Biological tissues acquire various characteristic shapes through morphogenesis. Tissue shapes result from the spatiotemporally heterogeneous cellular activities influenced by mechanical and biochemical environments. To investigate multicellular tissue morphogenesis, this study aimed to develop a novel multiscale method that can connect each cellular activity to the mechanical behaviors of the whole tissue by constructing continuum-based particle models of cellular activities. This study proposed mechanical models of cell growth and proliferation that are expressed as volume expansion and cell division by extending the material point method. By simulating cell hypertrophy and proliferation under both free and constraint conditions, the proposed models demonstrated potential for evaluating the mechanical state and tracing cells throughout tissue morphogenesis. Moreover, the effect of a cell size checkpoint was incorporated into the cell proliferation model to investigate the mechanical behaviors of the whole tissue depending on the condition of cellular activities.
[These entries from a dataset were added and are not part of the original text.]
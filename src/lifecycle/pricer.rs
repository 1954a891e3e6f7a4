use crate::config::app_context::AppContext;
use crate::config::constants::AMM_QUOTE_TIMEOUT;
use crate::programs::pump_curve::BondingCurveAccount;
use crate::programs::registry::{self, PUMPFUN_PROGRAM_PUBKEY, WSOL_MINT_ADDRESS};
use crate::types::error::TradeError;
use crate::types::position::{Position, PricingSource};
use solana_sdk::pubkey::Pubkey;
use std::str::FromStr;
use tracing::debug;

/// Prices a position from whichever source its lifecycle pins. The match on
/// `pricing_source` lives here and nowhere else.
pub struct PositionPricer {
    context: AppContext,
    quote_base_url: String,
}

impl PositionPricer {
    pub async fn new(context: &AppContext) -> Self {
        let quote_base_url = context.get_settings().await.amm.quote_base_url.clone();
        Self {
            context: context.clone(),
            quote_base_url,
        }
    }

    pub async fn price(&self, position: &Position) -> Result<f64, TradeError> {
        match position.pricing_source {
            PricingSource::BondingCurve => self.curve_price(position).await,
            PricingSource::AmmPool => self.amm_price(&position.mint).await,
        }
    }

    /// Spot price from on-chain curve reserves. A missing curve account
    /// means the token migrated; the graduation monitor owns that
    /// transition, so pricing reports it as unknown rather than guessing.
    async fn curve_price(&self, position: &Position) -> Result<f64, TradeError> {
        if let Some(cached) = self.context.price_cache.get(&position.mint) {
            return Ok(cached);
        }
        let curve_pubkey = match &position.bonding_curve {
            Some(curve) => Pubkey::from_str(curve)
                .map_err(|_| TradeError::InvalidAddress(curve.clone()))?,
            None => {
                let mint = Pubkey::from_str(&position.mint)
                    .map_err(|_| TradeError::InvalidAddress(position.mint.clone()))?;
                registry::bonding_curve_pda(&mint, &PUMPFUN_PROGRAM_PUBKEY)
            }
        };
        let account = self
            .context
            .rpc
            .get_account_optional(&curve_pubkey)
            .await?
            .ok_or_else(|| TradeError::LifecycleUnknown(position.mint.clone()))?;
        let curve = BondingCurveAccount::parse(&account.data)?;
        if curve.complete {
            return Err(TradeError::LifecycleUnknown(position.mint.clone()));
        }
        let price = curve.price_sol_per_token();
        self.context.price_cache.put(&position.mint, price);
        debug!(mint = %position.mint, price, "curve price refreshed");
        Ok(price)
    }

    /// Aggregator quote for one whole token, cached with jitter so a crowd
    /// of positions on one mint re-quotes smoothly.
    async fn amm_price(&self, mint: &str) -> Result<f64, TradeError> {
        if let Some(cached) = self.context.amm_quote_cache.get(mint) {
            return Ok(cached);
        }
        const ONE_TOKEN: u64 = 1_000_000;
        let url = format!(
            "{}/quote?inputMint={}&outputMint={}&amount={}&slippageBps=100",
            self.quote_base_url.trim_end_matches('/'),
            mint,
            WSOL_MINT_ADDRESS,
            ONE_TOKEN,
        );
        let response = self
            .context
            .http
            .get(&url)
            .timeout(AMM_QUOTE_TIMEOUT)
            .send()
            .await
            .map_err(|e| TradeError::QuoteFailed(e.to_string()))?;
        if !response.status().is_success() {
            return Err(TradeError::QuoteFailed(format!(
                "price quote returned {}",
                response.status()
            )));
        }
        let body: serde_json::Value = response
            .json()
            .await
            .map_err(|e| TradeError::QuoteFailed(e.to_string()))?;
        let out_lamports = body
            .get("outAmount")
            .and_then(|v| v.as_str())
            .and_then(|s| s.parse::<u64>().ok())
            .ok_or_else(|| TradeError::QuoteFailed("missing outAmount".into()))?;
        let price = out_lamports as f64 / 1e9;
        self.context.amm_quote_cache.put(mint, price);
        debug!(mint = %mint, price, "amm price refreshed");
        Ok(price)
    }
}
//! Application state machine.
//!
//! ```text
//!   Welcome ─A─▶ MainMenu ─A(alarm)─▶ EditCurrentTime ─A─▶ EditAlarm ─A─▶ Alarm ─┐
//!                   ▲  │                     │B                 │B              │
//!                   │  └─A(pomodoro)─▶ PomodoroMenu ─A─▶ Pomodoro ─B───────────┤
//!                   └──────────────────────────────────────────────────────────┘
//! ```
//!
//! [`App::update`] is called once per main-loop pass with the current
//! time and the inputs gathered since the previous pass. Timers advance
//! first, then the inputs are handled in order. The one exception is B
//! on a counting alarm, which is handled before the tick so it cannot
//! lose a race against the final second. Inputs left over after a
//! screen change are dropped so one press never acts on two screens.
//!
//! The joystick switch is checked before anything else on every screen and
//! reboots into the USB bootloader.

use crate::editor::{EditOutcome, TimeEditor};
use crate::engine::alarm::{AlarmEngine, AlarmOutcome, AlarmPhase};
use crate::engine::pomodoro::{PomodoroEngine, PomodoroOutcome, PRESETS};
use crate::error::Error;
use crate::hal::Surface;
use crate::time::Time;
use crate::ui::input_logic::{select_next, select_prev, NavGate};
use crate::ui::{screens, InputEvent, Sample, Screen};

/// Entries of the main menu.
#[derive(Clone, Copy, Debug, PartialEq, Eq)]
#[cfg_attr(feature = "defmt", derive(defmt::Format))]
pub enum MenuChoice {
    Alarm = 0,
    Pomodoro = 1,
}

impl MenuChoice {
    fn toggled(self) -> Self {
        match self {
            MenuChoice::Alarm => MenuChoice::Pomodoro,
            MenuChoice::Pomodoro => MenuChoice::Alarm,
        }
    }
}

const CURRENT_TIME_TITLE: &str = "Hora Atual";
const ALARM_TITLE: &str = "Alarme";

#[derive(Clone, Copy, Debug)]
enum State {
    Welcome,
    MainMenu,
    EditCurrentTime(TimeEditor),
    EditAlarm(TimeEditor),
    PomodoroMenu,
    Alarm(AlarmEngine),
    Pomodoro(PomodoroEngine),
}

impl State {
    fn screen(&self) -> Screen {
        match self {
            State::Welcome => Screen::Welcome,
            State::MainMenu => Screen::MainMenu,
            State::EditCurrentTime(_) => Screen::EditCurrentTime,
            State::EditAlarm(_) => Screen::EditAlarm,
            State::PomodoroMenu => Screen::PomodoroMenu,
            State::Alarm(_) => Screen::Alarm,
            State::Pomodoro(_) => Screen::Pomodoro,
        }
    }
}

pub struct App {
    state: State,
    current_time: Time,
    alarm_time: Time,
    menu_choice: MenuChoice,
    preset_index: usize,
    nav: NavGate,
    maintenance: bool,
}

impl Default for App {
    fn default() -> Self {
        Self::new()
    }
}

impl App {
    pub const fn new() -> Self {
        Self {
            state: State::Welcome,
            current_time: Time::MIDNIGHT,
            alarm_time: Time::MIDNIGHT,
            menu_choice: MenuChoice::Alarm,
            preset_index: 0,
            nav: NavGate::new(),
            maintenance: false,
        }
    }

    /// Draw the welcome screen. Call once after the surface is ready.
    pub fn start<S: Surface>(&mut self, surface: &mut S) -> Result<(), Error> {
        info!("App: welcome");
        self.state = State::Welcome;
        screens::show_welcome(surface)
    }

    pub fn screen(&self) -> Screen {
        self.state.screen()
    }

    pub fn current_time(&self) -> Time {
        self.current_time
    }

    pub fn alarm_time(&self) -> Time {
        self.alarm_time
    }

    pub fn menu_choice(&self) -> MenuChoice {
        self.menu_choice
    }

    pub fn preset_index(&self) -> usize {
        self.preset_index
    }

    /// Set once the bootloader escape hatch has fired.
    pub fn in_maintenance(&self) -> bool {
        self.maintenance
    }

    pub fn editor(&self) -> Option<&TimeEditor> {
        match &self.state {
            State::EditCurrentTime(editor) | State::EditAlarm(editor) => Some(editor),
            _ => None,
        }
    }

    pub fn alarm(&self) -> Option<&AlarmEngine> {
        match &self.state {
            State::Alarm(engine) => Some(engine),
            _ => None,
        }
    }

    pub fn pomodoro(&self) -> Option<&PomodoroEngine> {
        match &self.state {
            State::Pomodoro(engine) => Some(engine),
            _ => None,
        }
    }

    /// One pass of the control loop.
    pub fn update<S: Surface>(
        &mut self,
        now_ms: u64,
        sample: &Sample,
        surface: &mut S,
    ) -> Result<(), Error> {
        if self.maintenance {
            return Ok(());
        }

        if sample.buttons.joystick {
            return self.enter_maintenance(surface);
        }

        // B pressed during the last counted second still cancels the alarm.
        if sample.buttons.b {
            if let State::Alarm(engine) = &self.state {
                if engine.phase() == AlarmPhase::Counting {
                    return self.handle(InputEvent::ButtonB, now_ms, surface);
                }
            }
        }

        match &mut self.state {
            State::Alarm(engine) => engine.tick(now_ms, surface)?,
            State::Pomodoro(engine) => engine.tick(now_ms, surface)?,
            _ => {}
        }

        let entered = self.state.screen();
        for event in sample.events() {
            self.handle(event, now_ms, surface)?;
            if self.state.screen() != entered {
                break;
            }
        }
        Ok(())
    }

    fn handle<S: Surface>(
        &mut self,
        event: InputEvent,
        now_ms: u64,
        surface: &mut S,
    ) -> Result<(), Error> {
        match &mut self.state {
            State::Welcome => {
                if event == InputEvent::ButtonA {
                    self.enter_main_menu(surface)?;
                }
            }
            State::MainMenu => match event {
                InputEvent::ButtonA => match self.menu_choice {
                    MenuChoice::Alarm => {
                        info!("App: edit current time");
                        let editor = TimeEditor::open(CURRENT_TIME_TITLE, surface)?;
                        self.state = State::EditCurrentTime(editor);
                    }
                    MenuChoice::Pomodoro => {
                        info!("App: pomodoro menu");
                        self.state = State::PomodoroMenu;
                        screens::show_pomodoro_menu(surface, self.preset_index)?;
                    }
                },
                // B is deliberately ignored on the main menu.
                e if e.is_direction() && self.nav.accept(now_ms) => {
                    self.menu_choice = self.menu_choice.toggled();
                    screens::update_main_selector(surface, self.menu_choice as usize)?;
                }
                _ => {}
            },
            State::EditCurrentTime(editor) => match editor.handle(event, now_ms, surface)? {
                EditOutcome::Editing => {}
                EditOutcome::Cancelled => self.enter_main_menu(surface)?,
                EditOutcome::Confirmed(time) => {
                    info!("App: current time {}", time);
                    self.current_time = time;
                    let editor = TimeEditor::open(ALARM_TITLE, surface)?;
                    self.state = State::EditAlarm(editor);
                }
            },
            State::EditAlarm(editor) => match editor.handle(event, now_ms, surface)? {
                EditOutcome::Editing => {}
                EditOutcome::Cancelled => self.enter_main_menu(surface)?,
                EditOutcome::Confirmed(time) => {
                    info!("App: alarm at {}", time);
                    self.alarm_time = time;
                    let engine = AlarmEngine::start(self.current_time, time, now_ms, surface)?;
                    self.state = State::Alarm(engine);
                }
            },
            State::PomodoroMenu => match event {
                InputEvent::ButtonA => {
                    let preset = PRESETS[self.preset_index];
                    let engine = PomodoroEngine::start(preset, now_ms, surface)?;
                    self.state = State::Pomodoro(engine);
                }
                InputEvent::ButtonB => self.enter_main_menu(surface)?,
                InputEvent::Up | InputEvent::Left if self.nav.accept(now_ms) => {
                    self.preset_index = select_prev(self.preset_index, PRESETS.len());
                    screens::update_preset_selector(surface, self.preset_index)?;
                }
                InputEvent::Down | InputEvent::Right if self.nav.accept(now_ms) => {
                    self.preset_index = select_next(self.preset_index, PRESETS.len());
                    screens::update_preset_selector(surface, self.preset_index)?;
                }
                _ => {}
            },
            State::Alarm(engine) => match engine.handle(event, surface) {
                AlarmOutcome::Running => {}
                AlarmOutcome::Aborted | AlarmOutcome::Acknowledged => {
                    self.enter_main_menu(surface)?
                }
            },
            State::Pomodoro(engine) => match engine.handle(event, now_ms, surface)? {
                PomodoroOutcome::Running => {}
                PomodoroOutcome::Exited => self.enter_main_menu(surface)?,
            },
        }
        Ok(())
    }

    fn enter_main_menu<S: Surface>(&mut self, surface: &mut S) -> Result<(), Error> {
        info!("App: main menu");
        self.state = State::MainMenu;
        screens::show_main_menu(surface, self.menu_choice as usize)
    }

    fn enter_maintenance<S: Surface>(&mut self, surface: &mut S) -> Result<(), Error> {
        warn!("App: joystick pressed, rebooting to USB bootloader");
        self.maintenance = true;
        surface.stop_tone();
        screens::show_blank(surface)?;
        surface.enter_maintenance_mode();
        Ok(())
    }
}
//! Unified error type for study-buddy.
//!
//! The control logic itself cannot fail; every variant comes from the
//! hardware surface underneath it. No `alloc`, all variants are fieldless.

/// Top-level error type used across the application.
#[derive(Debug, Clone, Copy, PartialEq, Eq)]
#[cfg_attr(feature = "defmt", derive(defmt::Format))]
pub enum Error {
    /// I²C transaction to the OLED failed.
    Display,

    /// Joystick ADC conversion failed.
    Adc,

    /// Formatted text did not fit its fixed-size buffer.
    TextOverflow,
}

impl From<core::fmt::Error> for Error {
    fn from(_: core::fmt::Error) -> Self {
        Error::TextOverflow
    }
}
//! Logging shims.
//!
//! Library code logs through these macros so the same modules build on the
//! host (no `defmt`) and on target (`defmt` over RTT).

#![macro_use]
#![allow(unused_macros)]

#[cfg(feature = "defmt")]
macro_rules! info {
    ($($arg:tt)*) => { ::defmt::info!($($arg)*) };
}

#[cfg(feature = "defmt")]
macro_rules! debug {
    ($($arg:tt)*) => { ::defmt::debug!($($arg)*) };
}

#[cfg(feature = "defmt")]
macro_rules! warn {
    ($($arg:tt)*) => { ::defmt::warn!($($arg)*) };
}

#[cfg(not(feature = "defmt"))]
macro_rules! info {
    ($($arg:tt)*) => {};
}

#[cfg(not(feature = "defmt"))]
macro_rules! debug {
    ($($arg:tt)*) => {};
}

#[cfg(not(feature = "defmt"))]
macro_rules! warn {
    ($($arg:tt)*) => {};
}
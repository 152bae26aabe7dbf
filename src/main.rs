//! Study Buddy firmware entry point (RP2040).
//!
//! Spawns one edge-watcher task per button, then runs the control loop:
//! every [`POLL_INTERVAL_MS`] it drains the button latches, samples the
//! joystick and hands both to the application state machine.

#![no_std]
#![no_main]

use defmt::{info, warn};
use embassy_executor::Spawner;
use embassy_rp::adc::{self, Adc, Channel};
use embassy_rp::bind_interrupts;
use embassy_rp::gpio::{Input, Pull};
use embassy_rp::i2c::{self, I2c};
use embassy_rp::pwm::Pwm;
use embassy_time::{Duration, Instant, Ticker};
use {defmt_rtt as _, panic_probe as _};

use study_buddy::board::{pwm_config, Board};
use study_buddy::config::{I2C_FREQUENCY_HZ, POLL_INTERVAL_MS};
use study_buddy::ui::buttons;
use study_buddy::ui::debounce::{ButtonId, ButtonLatches};
use study_buddy::ui::display;
use study_buddy::ui::joystick::Joystick;
use study_buddy::ui::{Direction, Sample};
use study_buddy::App;

bind_interrupts!(struct Irqs {
    ADC_IRQ_FIFO => adc::InterruptHandler;
});

/// Pending presses, written by the button tasks, drained by the loop.
static BUTTONS: ButtonLatches = ButtonLatches::new();

#[embassy_executor::task(pool_size = 3)]
async fn button(pin: Input<'static>, id: ButtonId) -> ! {
    buttons::button_task(pin, id, BUTTONS.latch(id)).await
}

#[embassy_executor::main]
async fn main(spawner: Spawner) {
    info!("Study Buddy starting...");

    let p = embassy_rp::init(Default::default());

    // Buttons
    let a = Input::new(p.PIN_5, Pull::Up);
    let b = Input::new(p.PIN_6, Pull::Up);
    let js = Input::new(p.PIN_22, Pull::Up);
    spawner.must_spawn(button(a, ButtonId::A));
    spawner.must_spawn(button(b, ButtonId::B));
    spawner.must_spawn(button(js, ButtonId::Joystick));

    // Joystick
    let adc = Adc::new(p.ADC, Irqs, adc::Config::default());
    let x = Channel::new_pin(p.PIN_26, Pull::None);
    let y = Channel::new_pin(p.PIN_27, Pull::None);
    let mut joystick = Joystick::new(adc, x, y);

    // LEDs + buzzer
    let buzzer_green = Pwm::new_output_ab(p.PWM_SLICE5, p.PIN_10, p.PIN_11, pwm_config());
    let blue_red = Pwm::new_output_ab(p.PWM_SLICE6, p.PIN_12, p.PIN_13, pwm_config());

    // OLED
    let mut i2c_config = i2c::Config::default();
    i2c_config.frequency = I2C_FREQUENCY_HZ;
    let bus = I2c::new_blocking(p.I2C1, p.PIN_15, p.PIN_14, i2c_config);
    let oled = match display::init(bus) {
        Ok(oled) => oled,
        Err(e) => {
            // Nothing useful can run without a screen.
            defmt::panic!("OLED init failed: {}", e);
        }
    };

    let mut board = Board::new(oled, buzzer_green, blue_red);
    let mut app = App::new();
    if let Err(e) = app.start(&mut board) {
        warn!("Welcome screen: {}", e);
    }
    info!("Ready");

    let mut ticker = Ticker::every(Duration::from_millis(POLL_INTERVAL_MS));
    loop {
        let direction = match joystick.read().await {
            Ok(direction) => direction,
            Err(e) => {
                warn!("Joystick: {}", e);
                Direction::None
            }
        };
        let sample = Sample {
            buttons: BUTTONS.poll(),
            direction,
        };

        let now_ms = Instant::now().as_millis();
        if let Err(e) = app.update(now_ms, &sample, &mut board) {
            warn!("Update on {}: {}", app.screen(), e);
        }

        ticker.next().await;
    }
}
Consequently, the accumulation of strain energy density was suppressed because of the influence of the checkpoint. In addition, the whole tissues acquired different shapes depending on the influence of the checkpoint. Thus, the models constructed herein enabled us to investigate the change in the mechanical behaviors of the whole tissue according to each cellular activity depending on the mechanical state of the cells during morphogenesis.